Site Reliability Engineer

Birmingham, Alabama · Information Technology

Fusion HCR is hiring! Direct Hire –Site Reliability Engineer. This is a hybrid (possible remote) opportunity, working with our client in the Industrial sector.

Site Reliability Engineer
Position Summary
As a Site Reliability Engineer III, you will bridge the gap between software engineering and systems administration to enhance the reliability, scalability, and resilience of our critical cloud platforms. You will focus on driving automation, eliminating manual operational work, and optimizing performance across large-scale, distributed environments.
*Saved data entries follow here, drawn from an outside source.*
//! Tool registry and definitions.
//!
//! Defines which dependency-management tools Verge knows how to gate: the
//! command that reports their version and the minimum version they must
//! meet. The registry holds built-in tools plus any ad-hoc tools supplied
//! on the command line with an explicit minimum.

use std::collections::HashMap;

use crate::version::Version;

/// A gated tool definition.
#[derive(Debug, Clone)]
pub struct ToolSpec {
    /// Tool binary name (e.g., "bundler").
    pub name: String,
    /// Arguments that make the tool print its version.
    pub version_args: Vec<String>,
    /// Minimum version the gate enforces.
    pub minimum: Version,
}

impl ToolSpec {
    /// Create a spec with the conventional `--version` probe command.
    pub fn new(name: impl Into<String>, minimum: Version) -> Self {
        Self {
            name: name.into(),
            version_args: vec!["--version".to_string()],
            minimum,
        }
    }

    /// Override the version-probe arguments.
    pub fn with_version_args(mut self, args: Vec<String>) -> Self {
        self.version_args = args;
        self
    }

    /// The full probe command line, for display.
    pub fn version_command(&self) -> String {
        let mut parts = vec![self.name.clone()];
        parts.extend(self.version_args.iter().cloned());
        parts.join(" ")
    }
}

/// Built-in tool definition, kept as static data.
struct BuiltinDef {
    name: &'static str,
    version_args: &'static [&'static str],
    minimum: &'static [u64],
}

/// Known dependency managers and the minimums they must meet.
const BUILTIN_DEFS: &[BuiltinDef] = &[
    BuiltinDef {
        name: "bundler",
        version_args: &["--version"],
        minimum: &[1, 16, 5],
    },
];

/// Registry of all known tools.
pub struct Registry {
    tools: HashMap<String, ToolSpec>,
}

impl Registry {
    /// Create a registry with the built-in tools.
    pub fn new() -> Self {
        let mut tools = HashMap::new();
        for def in BUILTIN_DEFS {
            let spec = ToolSpec {
                name: def.name.to_string(),
                version_args: def.version_args.iter().map(|s| s.to_string()).collect(),
                minimum: Version::new(def.minimum.to_vec()),
            };
            tools.insert(def.name.to_string(), spec);
        }
        Self { tools }
    }

    /// Look up a tool by name.
    pub fn get(&self, name: &str) -> Option<&ToolSpec> {
        self.tools.get(name)
    }

    /// Add or replace a tool definition.
    pub fn register(&mut self, spec: ToolSpec) {
        self.tools.insert(spec.name.clone(), spec);
    }

    /// Names of all known tools, sorted for stable output.
    pub fn known_names(&self) -> Vec<&str> {
        let mut names: Vec<&str> = self.tools.keys().map(|s| s.as_str()).collect();
        names.sort_unstable();
        names
    }
}

impl Default for Registry {
    fn default() -> Self {
        Self::new()
    }
}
Working closely with development and infrastructure teams, you will balance rapid feature velocity with rock-solid system stability.
Key Responsibilities

Automation & Scalability: Design, build, and maintain automated solutions to improve platform stability, capacity management, and deployment velocity.
Observability & Performance: Leverage monitoring platforms to proactively identify risks, resolve complex performance bottlenecks, and ensure systems meet strict SLOs.
Incident Response & Prevention: Troubleshoot complex infrastructure, application, and network issues; participate in root-cause analysis to minimize downtime and prevent recurrence.
Traffic Management: Detect, investigate, and mitigate malicious or anomalous traffic patterns to secure enterprise applications.
Cloud Architecture: Collaborate with engineering teams on microservices architecture, platform administration, and cloud modernization initiatives.

Required Qualifications

Experience: 5+ years in Site Reliability Engineering (SRE), DevOps, or Systems Engineering supporting enterprise-scale production environments.
Cloud & Containers: Strong, hands-on experience with Google Cloud Platform (GCP) and Kubernetes (containerization, cluster management, elastic scaling).
Infrastructure as Code & CI/CD: Proven experience with Terraform and Azure DevOps or similar CI/CD pipelines.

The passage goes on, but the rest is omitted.